= TASK BRIEF =
Work through the data below and give the number of lines holding the word "playback", without any other text.

Stored items
• • • • •

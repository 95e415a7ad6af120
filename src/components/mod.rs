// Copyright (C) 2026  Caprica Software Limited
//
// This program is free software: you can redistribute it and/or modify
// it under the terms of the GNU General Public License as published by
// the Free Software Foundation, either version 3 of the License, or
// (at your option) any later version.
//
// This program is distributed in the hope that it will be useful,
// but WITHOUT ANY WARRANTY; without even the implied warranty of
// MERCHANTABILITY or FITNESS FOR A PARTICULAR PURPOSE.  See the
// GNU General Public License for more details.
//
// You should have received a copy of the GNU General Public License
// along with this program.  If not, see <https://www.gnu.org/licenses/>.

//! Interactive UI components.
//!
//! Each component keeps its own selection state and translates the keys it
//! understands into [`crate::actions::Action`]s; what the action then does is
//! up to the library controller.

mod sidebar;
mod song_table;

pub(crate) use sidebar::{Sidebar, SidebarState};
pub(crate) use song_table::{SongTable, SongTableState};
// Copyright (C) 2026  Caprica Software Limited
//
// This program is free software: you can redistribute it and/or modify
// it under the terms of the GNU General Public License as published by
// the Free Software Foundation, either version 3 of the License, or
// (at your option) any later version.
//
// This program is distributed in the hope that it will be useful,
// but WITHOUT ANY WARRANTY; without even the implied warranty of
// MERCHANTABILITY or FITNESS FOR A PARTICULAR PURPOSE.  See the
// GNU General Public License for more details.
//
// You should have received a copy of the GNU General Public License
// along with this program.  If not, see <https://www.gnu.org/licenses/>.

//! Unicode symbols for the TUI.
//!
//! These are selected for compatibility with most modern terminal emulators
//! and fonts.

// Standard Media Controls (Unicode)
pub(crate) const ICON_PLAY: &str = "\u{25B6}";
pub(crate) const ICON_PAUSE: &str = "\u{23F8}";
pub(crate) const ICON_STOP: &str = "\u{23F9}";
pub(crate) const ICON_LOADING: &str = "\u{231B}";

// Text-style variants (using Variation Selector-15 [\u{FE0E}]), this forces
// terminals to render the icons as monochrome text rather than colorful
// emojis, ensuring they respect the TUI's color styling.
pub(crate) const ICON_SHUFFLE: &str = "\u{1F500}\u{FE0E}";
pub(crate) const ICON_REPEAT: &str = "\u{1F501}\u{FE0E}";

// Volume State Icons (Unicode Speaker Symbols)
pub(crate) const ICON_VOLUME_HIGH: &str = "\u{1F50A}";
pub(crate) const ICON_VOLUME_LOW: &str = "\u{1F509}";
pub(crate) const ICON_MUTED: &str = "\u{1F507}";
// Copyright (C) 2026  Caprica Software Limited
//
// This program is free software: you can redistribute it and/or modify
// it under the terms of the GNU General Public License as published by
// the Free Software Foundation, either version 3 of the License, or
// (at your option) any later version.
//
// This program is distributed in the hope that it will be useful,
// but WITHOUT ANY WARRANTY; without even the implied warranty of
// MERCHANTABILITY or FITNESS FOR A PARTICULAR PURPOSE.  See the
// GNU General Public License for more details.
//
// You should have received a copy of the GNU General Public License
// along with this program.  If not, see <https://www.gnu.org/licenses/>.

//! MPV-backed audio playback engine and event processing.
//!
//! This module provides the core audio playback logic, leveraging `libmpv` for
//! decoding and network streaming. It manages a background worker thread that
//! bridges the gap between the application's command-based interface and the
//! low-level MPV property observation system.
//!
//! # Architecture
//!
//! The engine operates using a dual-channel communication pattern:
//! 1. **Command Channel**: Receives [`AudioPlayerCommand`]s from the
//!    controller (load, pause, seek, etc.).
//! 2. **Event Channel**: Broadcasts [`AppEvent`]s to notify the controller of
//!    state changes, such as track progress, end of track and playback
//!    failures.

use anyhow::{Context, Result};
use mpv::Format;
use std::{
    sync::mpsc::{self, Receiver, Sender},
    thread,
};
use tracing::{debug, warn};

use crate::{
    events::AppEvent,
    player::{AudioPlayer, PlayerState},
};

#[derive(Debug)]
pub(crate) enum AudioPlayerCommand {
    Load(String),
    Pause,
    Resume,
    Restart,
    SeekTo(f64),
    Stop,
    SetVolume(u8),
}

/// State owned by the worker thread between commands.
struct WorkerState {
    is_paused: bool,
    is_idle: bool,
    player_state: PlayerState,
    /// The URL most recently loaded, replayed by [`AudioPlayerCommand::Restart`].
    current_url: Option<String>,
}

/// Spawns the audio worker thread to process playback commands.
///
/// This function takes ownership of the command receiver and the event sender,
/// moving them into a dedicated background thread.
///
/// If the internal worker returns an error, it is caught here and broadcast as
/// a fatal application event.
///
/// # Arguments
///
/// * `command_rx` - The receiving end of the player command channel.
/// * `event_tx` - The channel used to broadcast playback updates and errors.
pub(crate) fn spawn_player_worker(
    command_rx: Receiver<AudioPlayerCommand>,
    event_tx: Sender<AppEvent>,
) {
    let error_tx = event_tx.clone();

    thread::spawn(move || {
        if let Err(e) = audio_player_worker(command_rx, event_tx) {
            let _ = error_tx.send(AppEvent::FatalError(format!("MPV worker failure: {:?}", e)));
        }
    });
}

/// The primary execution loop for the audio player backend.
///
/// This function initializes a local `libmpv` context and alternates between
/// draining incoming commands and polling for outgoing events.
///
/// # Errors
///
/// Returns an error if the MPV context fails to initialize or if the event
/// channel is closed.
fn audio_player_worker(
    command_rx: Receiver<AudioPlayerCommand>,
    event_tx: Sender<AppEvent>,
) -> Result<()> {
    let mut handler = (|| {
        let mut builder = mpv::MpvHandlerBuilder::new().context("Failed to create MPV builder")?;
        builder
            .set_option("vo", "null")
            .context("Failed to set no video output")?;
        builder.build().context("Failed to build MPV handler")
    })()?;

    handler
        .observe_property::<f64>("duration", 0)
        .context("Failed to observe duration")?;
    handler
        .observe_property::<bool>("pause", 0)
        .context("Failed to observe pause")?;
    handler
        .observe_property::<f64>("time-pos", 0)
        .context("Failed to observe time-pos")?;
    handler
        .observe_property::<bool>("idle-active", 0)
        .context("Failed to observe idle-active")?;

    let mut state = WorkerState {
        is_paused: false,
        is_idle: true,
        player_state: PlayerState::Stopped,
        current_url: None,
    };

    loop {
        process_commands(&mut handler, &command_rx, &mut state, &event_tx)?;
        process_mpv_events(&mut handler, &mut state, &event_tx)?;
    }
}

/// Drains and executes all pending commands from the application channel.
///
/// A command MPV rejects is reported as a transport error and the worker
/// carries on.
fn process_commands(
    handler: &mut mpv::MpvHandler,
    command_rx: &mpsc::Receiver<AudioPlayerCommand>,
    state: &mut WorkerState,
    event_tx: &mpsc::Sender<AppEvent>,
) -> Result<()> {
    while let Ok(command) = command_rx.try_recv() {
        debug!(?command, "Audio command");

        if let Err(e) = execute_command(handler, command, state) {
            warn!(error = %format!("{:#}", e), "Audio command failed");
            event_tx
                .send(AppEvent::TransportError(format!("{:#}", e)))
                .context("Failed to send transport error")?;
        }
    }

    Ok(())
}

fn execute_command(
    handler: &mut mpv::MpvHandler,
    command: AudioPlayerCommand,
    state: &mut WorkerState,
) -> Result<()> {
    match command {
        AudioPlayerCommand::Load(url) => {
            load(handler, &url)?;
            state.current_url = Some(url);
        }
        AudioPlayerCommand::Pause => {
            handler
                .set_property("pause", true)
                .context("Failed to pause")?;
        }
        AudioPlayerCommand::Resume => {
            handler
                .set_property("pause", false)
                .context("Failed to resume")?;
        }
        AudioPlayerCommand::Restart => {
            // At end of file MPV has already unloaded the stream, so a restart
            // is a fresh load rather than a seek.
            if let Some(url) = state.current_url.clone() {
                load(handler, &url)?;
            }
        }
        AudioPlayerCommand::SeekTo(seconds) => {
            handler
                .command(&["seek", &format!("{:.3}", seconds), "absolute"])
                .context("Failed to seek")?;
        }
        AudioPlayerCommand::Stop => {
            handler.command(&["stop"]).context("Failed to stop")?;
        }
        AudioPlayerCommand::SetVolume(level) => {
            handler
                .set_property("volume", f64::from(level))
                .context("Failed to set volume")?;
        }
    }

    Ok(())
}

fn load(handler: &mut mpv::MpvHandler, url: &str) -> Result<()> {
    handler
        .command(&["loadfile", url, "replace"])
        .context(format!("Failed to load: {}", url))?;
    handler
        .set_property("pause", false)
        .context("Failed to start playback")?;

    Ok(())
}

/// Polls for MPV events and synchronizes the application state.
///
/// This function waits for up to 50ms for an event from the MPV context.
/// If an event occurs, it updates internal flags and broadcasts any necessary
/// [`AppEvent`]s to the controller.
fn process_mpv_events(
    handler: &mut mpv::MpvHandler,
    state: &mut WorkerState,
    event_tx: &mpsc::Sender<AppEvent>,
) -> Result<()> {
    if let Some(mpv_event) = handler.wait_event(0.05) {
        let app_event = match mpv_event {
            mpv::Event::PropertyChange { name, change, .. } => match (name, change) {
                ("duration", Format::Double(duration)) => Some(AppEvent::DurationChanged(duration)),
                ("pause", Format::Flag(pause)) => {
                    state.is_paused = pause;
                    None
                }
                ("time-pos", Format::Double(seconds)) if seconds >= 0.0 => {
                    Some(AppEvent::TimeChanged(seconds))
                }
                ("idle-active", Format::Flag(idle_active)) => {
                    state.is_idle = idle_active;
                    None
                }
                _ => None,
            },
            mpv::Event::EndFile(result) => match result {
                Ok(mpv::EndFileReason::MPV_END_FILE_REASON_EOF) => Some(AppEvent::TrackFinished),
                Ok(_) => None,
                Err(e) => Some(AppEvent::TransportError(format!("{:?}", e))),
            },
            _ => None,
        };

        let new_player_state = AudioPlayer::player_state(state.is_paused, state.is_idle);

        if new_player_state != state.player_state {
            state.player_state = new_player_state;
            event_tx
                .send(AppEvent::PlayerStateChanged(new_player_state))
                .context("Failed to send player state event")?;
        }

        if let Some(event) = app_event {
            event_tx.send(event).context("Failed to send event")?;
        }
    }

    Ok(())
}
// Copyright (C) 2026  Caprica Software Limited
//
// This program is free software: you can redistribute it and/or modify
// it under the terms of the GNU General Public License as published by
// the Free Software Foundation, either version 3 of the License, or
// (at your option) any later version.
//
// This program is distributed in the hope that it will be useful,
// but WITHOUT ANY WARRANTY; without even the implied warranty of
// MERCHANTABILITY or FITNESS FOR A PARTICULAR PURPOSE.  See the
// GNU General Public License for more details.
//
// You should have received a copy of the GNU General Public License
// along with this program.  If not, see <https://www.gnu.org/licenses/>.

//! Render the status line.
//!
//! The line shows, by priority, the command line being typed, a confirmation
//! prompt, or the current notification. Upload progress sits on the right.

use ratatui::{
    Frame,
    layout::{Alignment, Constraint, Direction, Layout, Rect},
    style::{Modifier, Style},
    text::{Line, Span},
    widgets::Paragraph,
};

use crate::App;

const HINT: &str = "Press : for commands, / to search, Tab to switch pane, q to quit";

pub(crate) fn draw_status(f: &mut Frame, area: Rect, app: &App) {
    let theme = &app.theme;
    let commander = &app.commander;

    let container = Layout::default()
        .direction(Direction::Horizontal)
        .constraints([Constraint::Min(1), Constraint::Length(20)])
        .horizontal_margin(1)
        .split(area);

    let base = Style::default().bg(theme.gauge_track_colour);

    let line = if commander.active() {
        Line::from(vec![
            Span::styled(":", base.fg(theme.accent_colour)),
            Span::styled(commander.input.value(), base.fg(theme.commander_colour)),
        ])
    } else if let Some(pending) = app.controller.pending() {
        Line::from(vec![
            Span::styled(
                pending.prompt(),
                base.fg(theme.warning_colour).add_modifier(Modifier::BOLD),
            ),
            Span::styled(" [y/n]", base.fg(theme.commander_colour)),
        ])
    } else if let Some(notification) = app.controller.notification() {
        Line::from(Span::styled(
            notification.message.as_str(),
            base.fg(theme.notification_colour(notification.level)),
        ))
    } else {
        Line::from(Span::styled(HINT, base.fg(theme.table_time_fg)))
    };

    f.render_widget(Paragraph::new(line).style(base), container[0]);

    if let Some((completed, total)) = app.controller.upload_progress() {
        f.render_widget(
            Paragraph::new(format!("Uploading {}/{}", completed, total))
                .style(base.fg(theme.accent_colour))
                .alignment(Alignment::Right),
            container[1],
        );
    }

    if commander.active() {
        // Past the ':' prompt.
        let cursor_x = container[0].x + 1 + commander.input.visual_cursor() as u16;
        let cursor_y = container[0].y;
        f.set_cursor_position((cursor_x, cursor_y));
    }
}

• • • • •

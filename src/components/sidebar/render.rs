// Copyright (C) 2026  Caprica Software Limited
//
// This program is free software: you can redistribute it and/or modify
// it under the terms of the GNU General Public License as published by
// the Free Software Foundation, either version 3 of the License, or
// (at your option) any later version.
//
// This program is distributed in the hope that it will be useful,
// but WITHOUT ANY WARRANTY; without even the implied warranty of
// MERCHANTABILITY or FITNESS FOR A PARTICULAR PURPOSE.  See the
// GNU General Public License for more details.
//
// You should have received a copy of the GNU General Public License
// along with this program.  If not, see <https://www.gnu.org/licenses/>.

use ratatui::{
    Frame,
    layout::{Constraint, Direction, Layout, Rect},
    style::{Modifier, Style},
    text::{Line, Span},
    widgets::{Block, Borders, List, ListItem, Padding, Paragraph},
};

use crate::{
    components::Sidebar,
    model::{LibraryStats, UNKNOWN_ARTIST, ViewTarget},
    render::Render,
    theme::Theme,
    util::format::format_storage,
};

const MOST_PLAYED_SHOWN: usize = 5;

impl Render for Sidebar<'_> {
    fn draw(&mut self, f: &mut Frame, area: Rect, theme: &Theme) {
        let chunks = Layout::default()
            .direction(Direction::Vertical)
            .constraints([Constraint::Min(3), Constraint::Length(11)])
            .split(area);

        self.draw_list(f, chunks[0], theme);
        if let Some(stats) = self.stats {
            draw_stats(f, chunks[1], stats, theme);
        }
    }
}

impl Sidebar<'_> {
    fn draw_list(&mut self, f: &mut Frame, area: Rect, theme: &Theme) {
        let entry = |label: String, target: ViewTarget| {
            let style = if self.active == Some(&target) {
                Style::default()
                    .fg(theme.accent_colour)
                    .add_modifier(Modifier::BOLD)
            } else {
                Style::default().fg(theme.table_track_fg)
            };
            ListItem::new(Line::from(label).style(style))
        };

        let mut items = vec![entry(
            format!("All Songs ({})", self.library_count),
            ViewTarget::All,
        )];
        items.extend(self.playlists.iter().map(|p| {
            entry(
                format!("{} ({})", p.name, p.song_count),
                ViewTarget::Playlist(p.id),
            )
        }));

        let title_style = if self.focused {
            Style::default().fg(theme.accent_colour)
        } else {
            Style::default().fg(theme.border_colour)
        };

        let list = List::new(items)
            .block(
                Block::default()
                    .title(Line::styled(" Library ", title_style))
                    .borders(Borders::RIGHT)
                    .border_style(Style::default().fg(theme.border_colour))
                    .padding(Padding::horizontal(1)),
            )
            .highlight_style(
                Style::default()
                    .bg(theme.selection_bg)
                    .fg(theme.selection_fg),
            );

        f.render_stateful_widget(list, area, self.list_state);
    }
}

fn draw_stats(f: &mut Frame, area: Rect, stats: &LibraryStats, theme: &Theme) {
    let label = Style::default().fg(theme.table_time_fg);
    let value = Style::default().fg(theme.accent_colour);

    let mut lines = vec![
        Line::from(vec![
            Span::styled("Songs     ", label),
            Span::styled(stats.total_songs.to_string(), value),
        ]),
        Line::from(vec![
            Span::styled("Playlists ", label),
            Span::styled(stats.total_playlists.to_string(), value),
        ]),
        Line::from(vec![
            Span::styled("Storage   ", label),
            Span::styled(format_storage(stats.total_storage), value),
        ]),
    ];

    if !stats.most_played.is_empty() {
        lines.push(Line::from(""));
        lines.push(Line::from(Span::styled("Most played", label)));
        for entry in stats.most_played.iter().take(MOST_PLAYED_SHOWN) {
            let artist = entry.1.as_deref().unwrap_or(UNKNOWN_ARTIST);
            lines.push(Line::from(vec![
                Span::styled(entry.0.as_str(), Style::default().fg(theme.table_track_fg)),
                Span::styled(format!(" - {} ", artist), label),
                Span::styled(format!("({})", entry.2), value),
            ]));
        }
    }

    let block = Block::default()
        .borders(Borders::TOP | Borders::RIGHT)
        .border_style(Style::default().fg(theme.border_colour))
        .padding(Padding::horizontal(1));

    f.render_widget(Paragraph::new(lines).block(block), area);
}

• • • • •

= REPLY TO THE TASK =
6